## RECORDS PROVIDED
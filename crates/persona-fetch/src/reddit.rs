//! Reddit API client using an application-only OAuth token

use crate::{ContentSource, FetchError};
use async_trait::async_trait;
use persona_core::{ContentItem, ContentKind, RedditCredentials};
use reqwest::{Client, StatusCode};
use serde::Deserialize;
use std::time::Duration;
use tracing::debug;

const TOKEN_URL: &str = "https://www.reddit.com/api/v1/access_token";
const API_BASE: &str = "https://oauth.reddit.com";
const PERMALINK_BASE: &str = "https://reddit.com";

/// Largest listing page the API returns in one request
pub const MAX_PAGE_SIZE: usize = 100;

#[derive(Deserialize)]
struct TokenResponse {
    access_token: String,
}

#[derive(Deserialize)]
struct Listing<T> {
    data: ListingData<T>,
}

#[derive(Deserialize)]
struct ListingData<T> {
    children: Vec<Child<T>>,
}

#[derive(Deserialize)]
struct Child<T> {
    data: T,
}

#[derive(Deserialize)]
struct AboutResponse {
    data: AboutData,
}

#[derive(Deserialize)]
struct AboutData {
    #[serde(default)]
    is_suspended: bool,
}

#[derive(Deserialize)]
struct PostData {
    id: String,
    #[serde(default)]
    title: String,
    #[serde(default)]
    selftext: String,
    subreddit: String,
    created_utc: f64,
    #[serde(default)]
    score: i64,
    #[serde(default)]
    num_comments: u64,
    permalink: String,
}

impl From<PostData> for ContentItem {
    fn from(post: PostData) -> Self {
        ContentItem {
            id: post.id,
            title: post.title,
            body: post.selftext,
            subreddit: post.subreddit,
            created_utc: post.created_utc,
            score: post.score,
            url: format!("{}{}", PERMALINK_BASE, post.permalink),
            kind: ContentKind::Post,
            num_comments: Some(post.num_comments),
            parent_title: None,
        }
    }
}

#[derive(Deserialize)]
struct CommentData {
    id: String,
    #[serde(default)]
    body: String,
    subreddit: String,
    created_utc: f64,
    #[serde(default)]
    score: i64,
    #[serde(default)]
    link_title: Option<String>,
    permalink: String,
}

impl From<CommentData> for ContentItem {
    fn from(comment: CommentData) -> Self {
        ContentItem {
            id: comment.id,
            title: String::new(),
            body: comment.body,
            subreddit: comment.subreddit,
            created_utc: comment.created_utc,
            score: comment.score,
            url: format!("{}{}", PERMALINK_BASE, comment.permalink),
            kind: ContentKind::Comment,
            num_comments: None,
            parent_title: comment.link_title,
        }
    }
}

fn parse_listing<T>(body: &str) -> Result<Vec<ContentItem>, FetchError>
where
    T: for<'de> Deserialize<'de> + Into<ContentItem>,
{
    let listing: Listing<T> =
        serde_json::from_str(body).map_err(|e| FetchError::Decode(e.to_string()))?;
    Ok(listing
        .data
        .children
        .into_iter()
        .map(|child| child.data.into())
        .collect())
}

pub struct RedditClient {
    http: Client,
    token: String,
    user_agent: String,
}

impl RedditClient {
    /// Obtain an application-only token with the client credentials grant
    pub async fn connect(credentials: &RedditCredentials) -> Result<Self, FetchError> {
        let http = Client::builder().timeout(Duration::from_secs(30)).build()?;

        let response = http
            .post(TOKEN_URL)
            .basic_auth(&credentials.client_id, Some(&credentials.client_secret))
            .header("User-Agent", &credentials.user_agent)
            .form(&[("grant_type", "client_credentials")])
            .send()
            .await?;

        let status = response.status();
        let body = response.text().await?;
        if !status.is_success() {
            return Err(FetchError::Auth(format!("token endpoint returned {}", status)));
        }

        let token: TokenResponse = serde_json::from_str(&body)
            .map_err(|_| FetchError::Auth("token response missing access_token".to_string()))?;
        debug!("reddit token acquired");

        Ok(Self {
            http,
            token: token.access_token,
            user_agent: credentials.user_agent.clone(),
        })
    }

    async fn get(&self, path: &str, query: &[(&str, String)]) -> Result<(StatusCode, String), FetchError> {
        let url = format!("{}{}", API_BASE, path);
        debug!(url = %url, "reddit request");
        let response = self
            .http
            .get(&url)
            .bearer_auth(&self.token)
            .header("User-Agent", &self.user_agent)
            .query(query)
            .send()
            .await?;
        let status = response.status();
        let body = response.text().await?;
        debug!(url = %url, status = %status, bytes = body.len(), "reddit response");
        Ok((status, body))
    }

    async fn listing<T>(&self, username: &str, section: &str, limit: usize) -> Result<Vec<ContentItem>, FetchError>
    where
        T: for<'de> Deserialize<'de> + Into<ContentItem>,
    {
        let path = format!("/user/{}/{}", username, section);
        let query = [
            ("sort", "new".to_string()),
            ("limit", limit.min(MAX_PAGE_SIZE).to_string()),
            ("raw_json", "1".to_string()),
        ];
        let (status, body) = self.get(&path, &query).await?;
        if !status.is_success() {
            return Err(FetchError::Status {
                status: status.as_u16(),
                url: format!("{}{}", API_BASE, path),
            });
        }
        parse_listing::<T>(&body)
    }
}

#[async_trait]
impl ContentSource for RedditClient {
    async fn check_user(&self, username: &str) -> Result<(), FetchError> {
        let path = format!("/user/{}/about", username);
        let (status, body) = self.get(&path, &[("raw_json", "1".to_string())]).await?;

        match status {
            StatusCode::NOT_FOUND | StatusCode::FORBIDDEN => {
                Err(FetchError::UserNotFound(username.to_string()))
            }
            s if s.is_success() => {
                let about: AboutResponse =
                    serde_json::from_str(&body).map_err(|e| FetchError::Decode(e.to_string()))?;
                if about.data.is_suspended {
                    Err(FetchError::UserNotFound(username.to_string()))
                } else {
                    Ok(())
                }
            }
            s => Err(FetchError::Status {
                status: s.as_u16(),
                url: format!("{}{}", API_BASE, path),
            }),
        }
    }

    async fn recent_posts(&self, username: &str, limit: usize) -> Result<Vec<ContentItem>, FetchError> {
        self.listing::<PostData>(username, "submitted", limit).await
    }

    async fn recent_comments(
        &self,
        username: &str,
        limit: usize,
    ) -> Result<Vec<ContentItem>, FetchError> {
        self.listing::<CommentData>(username, "comments", limit).await
    }
}
//! Inference with guaranteed fallback

use crate::{fallback_persona, parse_persona_response, persona_request, ChatBackend, InferenceError};
use persona_core::{ActivitySummary, ContentSet, Persona, ProgressSink, Stage};

/// Result of the inference stage; a persona is always produced
#[derive(Debug)]
pub enum InferenceOutcome {
    Inferred(Persona),
    Fallback { persona: Persona, cause: InferenceError },
}

impl InferenceOutcome {
    pub fn persona(&self) -> &Persona {
        match self {
            InferenceOutcome::Inferred(persona) => persona,
            InferenceOutcome::Fallback { persona, .. } => persona,
        }
    }

    pub fn into_persona(self) -> Persona {
        match self {
            InferenceOutcome::Inferred(persona) => persona,
            InferenceOutcome::Fallback { persona, .. } => persona,
        }
    }

    pub fn is_fallback(&self) -> bool {
        matches!(self, InferenceOutcome::Fallback { .. })
    }
}

/// Ask the backend for a persona; any failure yields the fallback persona instead
pub async fn infer_persona(
    backend: &dyn ChatBackend,
    content: &ContentSet,
    summary: &ActivitySummary,
    progress: &dyn ProgressSink,
) -> InferenceOutcome {
    progress.stage(Stage::Infer);
    let request = persona_request(content, summary);

    let result = match backend.complete(&request).await {
        Ok(completion) => parse_persona_response(&completion.text).map(|draft| {
            draft.into_persona(
                &content.username,
                content.fetched_at,
                summary,
                &completion.model,
            )
        }),
        Err(e) => Err(e),
    };

    match result {
        Ok(persona) => {
            progress.info(Stage::Infer, "persona generated");
            InferenceOutcome::Inferred(persona)
        }
        Err(cause) => {
            progress.warn(
                Stage::Infer,
                &format!("inference failed, using fallback persona: {}", cause),
            );
            let persona = fallback_persona(content, summary, &cause.to_string());
            InferenceOutcome::Fallback { persona, cause }
        }
    }
}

## GOAL OF THE EXERCISE
Lines above that have "UserNotFound": copy each of them.

## ANSWER TO THIS PROBLEM
                Err(FetchError::UserNotFound(username.to_string()))
                    Err(FetchError::UserNotFound(username.to_string()))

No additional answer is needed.